Wednesday, November 05, 2008

Dalton Trumbo - Johnny Got His Gun


Few novels can be as responsible for fundamentally changing the outlook of its readers as Dalton Trumbo's classic anti-war story, "Johnny Got His Gun". It is ironic that as fervent a reader as myself, with over 7 years of anti-war campaigning in the Stop the War Coalition here in the UK has never read it.

Written in 1938 as the clouds of war loomed above the world again, it's centred on young US soldier drafted to fight in the trenches of the First World War. The horrific reality of Joe Bonham's situation becomes clear as the story begins, he awakes to find himself without a face, arms or legs - though with perfect clarity of thought and feeling in the remaining parts of his body.

Joe begins years of a loneliness that we can hardly imagine. His carers don't know that he can think or understand his surroundings, so they clean and change him as regular as clockwork, while all Joe can do is remember his past, isolated from everything around him. No one even knows his name, so no friends or family visit, though Joe reflects that his lack of a face wouldn't be much to look upon anyway.
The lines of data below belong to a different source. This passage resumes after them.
//! Feature failure capture
//!
//! Pages, menu items, overlays and input subscribers are supplied by the
//! embedding application. A failure in one of them (an `Err` return or a
//! panic) is captured here, turned into a [`FeatureFault`] and handed to a
//! [`DiagnosticSink`]. It never reaches the frame loop.
//!
//! Panics caught here are reported through the sink only. The process panic
//! hook stays silent while a capability runs and forwards every other panic
//! to the hook that was installed before.

use std::any::Any;
use std::cell::Cell;
use std::fmt;
use std::panic::{self, AssertUnwindSafe};
use std::sync::Once;

use thiserror::Error;

/// Error returned by feature render capabilities
#[derive(Error, Debug)]
pub enum FeatureError {
    /// Free-form failure
    #[error("{0}")]
    Custom(String),

    /// IO failure inside the feature
    #[error("IO error: {0}")]
    Io(#[from] std::io::Error),

    /// Any other error type
    #[error(transparent)]
    Other(#[from] Box<dyn std::error::Error + Send + Sync>),
}

impl FeatureError {
    /// Convenience constructor for [`FeatureError::Custom`]
    pub fn custom(message: impl Into<String>) -> Self {
        Self::Custom(message.into())
    }
}

/// Which kind of feature failed
#[derive(Debug, Clone, Copy, PartialEq, Eq, Hash)]
pub enum FeatureKind {
    /// A registered page
    Page,
    /// An item inside a menu group
    MenuItem,
    /// A registered overlay
    Overlay,
    /// An input subscriber callback
    InputSubscriber,
}

impl fmt::Display for FeatureKind {
    fn fmt(&self, f: &mut fmt::Formatter<'_>) -> fmt::Result {
        let label = match self {
            Self::Page => "page",
            Self::MenuItem => "menu item",
            Self::Overlay => "overlay",
            Self::InputSubscriber => "input subscriber",
        };
        f.write_str(label)
    }
}

/// A captured feature failure
#[derive(Debug, Clone, PartialEq, Eq)]
pub struct FeatureFault {
    /// Kind of feature
    pub kind: FeatureKind,
    /// Display name of the feature (page name, `group/index`, `#index`)
    pub name: String,
    /// Error or panic message
    pub message: String,
    /// Whether the failure was a panic rather than an `Err`
    pub panicked: bool,
}

impl fmt::Display for FeatureFault {
    fn fmt(&self, f: &mut fmt::Formatter<'_>) -> fmt::Result {
        let how = if self.panicked { "panicked" } else { "failed" };
        write!(f, "{} '{}' {}: {}", self.kind, self.name, how, self.message)
    }
}

/// Receiver for captured feature failures
pub trait DiagnosticSink {
    /// Record one failure
    fn report(&mut self, fault: FeatureFault);
}

/// Default sink: writes every fault to the error log
#[derive(Debug, Default, Clone, Copy)]
pub struct LogSink;

impl DiagnosticSink for LogSink {
    fn report(&mut self, fault: FeatureFault) {
        log::error!("{fault}");
    }
}

/// Collecting sink, mostly useful in tests
impl DiagnosticSink for Vec<FeatureFault> {
    fn report(&mut self, fault: FeatureFault) {
        self.push(fault);
    }
}

thread_local! {
    static ISOLATION_DEPTH: Cell<u32> = const { Cell::new(0) };
}

static QUIET_HOOK: Once = Once::new();

/// Whether the current thread is inside [`isolate`]
pub(crate) fn isolating() -> bool {
    ISOLATION_DEPTH.with(|depth| depth.get() > 0)
}

/// Marks the current thread as isolating until dropped, unwinding included
struct IsolationGuard;

impl IsolationGuard {
    fn enter() -> Self {
        ISOLATION_DEPTH.with(|depth| depth.set(depth.get() + 1));
        Self
    }
}

impl Drop for IsolationGuard {
    fn drop(&mut self) {
        ISOLATION_DEPTH.with(|depth| depth.set(depth.get().saturating_sub(1)));
    }
}

fn install_quiet_hook() {
    QUIET_HOOK.call_once(|| {
        let previous = panic::take_hook();
        panic::set_hook(Box::new(move |info| {
            if !isolating() {
                previous(info);
            }
        }));
    });
}

/// Run a feature capability, capturing both `Err` returns and panics
pub fn isolate<F>(kind: FeatureKind, name: &str, capability: F) -> Result<(), FeatureFault>
where
    F: FnOnce() -> Result<(), FeatureError>,
{
    install_quiet_hook();
    let outcome = {
        let _guard = IsolationGuard::enter();
        panic::catch_unwind(AssertUnwindSafe(capability))
    };
    match outcome {
        Ok(Ok(())) => Ok(()),
        Ok(Err(err)) => Err(FeatureFault {
            kind,
            name: name.to_owned(),
            message: err.to_string(),
            panicked: false,
        }),
        Err(payload) => Err(FeatureFault {
            kind,
            name: name.to_owned(),
            message: panic_message(payload.as_ref()),
            panicked: true,
        }),
    }
}

/// Run a capability and send any failure to `sink`
pub fn isolate_into<F>(sink: &mut dyn DiagnosticSink, kind: FeatureKind, name: &str, capability: F)
where
    F: FnOnce() -> Result<(), FeatureError>,
{
    if let Err(fault) = isolate(kind, name, capability) {
        sink.report(fault);
    }
}

fn panic_message(payload: &(dyn Any + Send)) -> String {
    if let Some(message) = payload.downcast_ref::<&str>() {
        (*message).to_owned()
    } else if let Some(message) = payload.downcast_ref::<String>() {
        message.clone()
    } else {
        "non-string panic payload".to_owned()
    }
}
Time is measured by the hospital routine, Joe begins to have a purpose as he works out his surroundings by the vibrations of the bed and the touch of the different nurses, but a truely poignant and painful moment is when Joe learns to tell the dawn from the temperature on his skin... "if I never have anything else I will always have dawn and morning sunlight".

But inside him, rage at the world that has left him to suffer like this grows. In the introduction Trumbo tells us that a retired military man claimed that the work was a "pacifist" novel. This isn't true. The seering rage and anger at the heart of the story, the blood spitting angry climax is nothing less than a call to revolution, to turn the gun onto those who would make war, and send young men to die and suffer.

By a strange coincidence I read this through the night as most of the world waited to see whether Barack Obama would win the US election. When I heard that he was the new president, my first thought was that I hoped he had read this novel as he prepared to take over US foreign policy. Even if he has, its time a new generation of people read it - just in case.

1 comment:

Anonymous said...

The good news is that a lot more people in the UK will become aware of it soon, as it will be reissued by Penguin in their Modern Classics range in 2009. Your review has made me look forward to it all the more.